I will say I’ve noticed Boy 2.0 will sometimes cry when I place him in his swing, but if I don’t race right to him (say, I’m in the shower), he may fall asleep on his own. That’s what made me consider CIO techniques. Last night I tried the CIO-comfort-CIO thing, and after a while, this Mommy just couldn’t hear her kids cry anymore. I got him, wrapped him in a blanket, gave him a pacifier (Girl From Mars, he does seem to prevent Avent pacis), and held him until he fell asleep around 8:30pm. When I did put him down in his crib around 9:30pm, I lay him on his side instead of his back.

When at 1:10am he hadn’t yet awakened to be fed, I did the worried mommy thing and tiptoed in to check on him. He was, stunningly, still asleep. He did wake up at 1:45 to feed, but I was absolutely amazed he slept that long. He came to bed with me then, waking at 4:45am to eat and then squirmy a bit at 5:45am. I put him in his swing after changing him, and he’s out again now.

Girl From Mars, you are right that sleep breeds sleep. Yesterday, Boy 2.0 slept 2.5 hours in his crib during his afternoon nap. I was stunned. I dared place him belly-down for it (which the pediatrician said at his 2 month appointment was okay at his age, at least for naps, as long as we watch him), and like at 1:10am last night found myself tiptoeing in frequently to check on him. Aspidistra, it’s good to know others have dedicated tummy/side snoozers!
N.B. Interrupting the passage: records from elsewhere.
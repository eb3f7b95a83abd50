//! Rule variants a game is created with.
//!
//! Defaults are the permissive jump union and no path check on fences.

use serde::{Deserialize, Serialize};

/// How a pawn may get around an adjacent opponent when the straight jump is fenced.
#[derive(Clone, Copy, PartialEq, Eq, Debug, Default, Serialize, Deserialize)]
#[serde(rename_all = "lowercase")]
pub enum JumpRule {
    /// Any neighbor of either pawn is reachable. Also ignores a fence between
    /// the two pawns when deciding whether they are adjacent.
    #[default]
    Permissive,
    /// Standard Quoridor: the pawns must be connected, and only the open
    /// cells beside the opponent are offered when the straight jump is blocked.
    Strict,
}

#[derive(Clone, Copy, PartialEq, Eq, Debug, Default, Serialize, Deserialize)]
#[serde(default)]
pub struct Rules {
    pub jumps: JumpRule,
    /// Reject fences that would leave either player without a route to their goal row.
    pub require_path: bool,
}

impl Rules {
    /// Tournament rules: strict jumps and path preservation.
    pub fn standard() -> Rules {
        Rules {
            jumps: JumpRule::Strict,
            require_path: true,
        }
    }
}

#[cfg(test)]
mod tests {
    use super::*;

    #[test]
    fn test_default_is_permissive() {
        let rules = Rules::default();
        assert_eq!(rules.jumps, JumpRule::Permissive);
        assert!(!rules.require_path);
    }

    #[test]
    fn test_partial_json_uses_defaults() {
        let rules: Rules = serde_json::from_str(r#"{ "require_path": true }"#).unwrap();
        assert_eq!(rules.jumps, JumpRule::Permissive);
        assert!(rules.require_path);

        let rules: Rules = serde_json::from_str(r#"{ "jumps": "strict" }"#).unwrap();
        assert_eq!(rules.jumps, JumpRule::Strict);
        assert!(!rules.require_path);

        let rules: Rules = serde_json::from_str("{}").unwrap();
        assert_eq!(rules, Rules::default());
    }

    #[test]
    fn test_unknown_jump_rule_rejected() {
        assert!(serde_json::from_str::<Rules>(r#"{ "jumps": "diagonal" }"#).is_err());
    }
}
Unauthorized Cinnamon and others in the anti-Baby Wise crowd–after what I read with my first about the authors of that program, I more or less decided “Hell no.” It’s not at all for us. I definitely support feeding on demand, but it seems I’m not quite to the Dr. Sears level.

Hedda Rose, your commen and others had me rereading Happiest Baby on the Block last night. I didn’t realize the last chapter was about sleep (I focus so much on the fussy/colicky chapters), so I read up on it last night. I just might try swaddling him tonight and for his nap. He has been able to squirm out of any and every swaddling attempt for the last month or so, but it sounds like it’s worth trying.

Boy 1.0 just came in to watch a cartoon, so while he does that (and “bweeves”) and Boy 1.0 is still asleep, I’m going to risk a shower.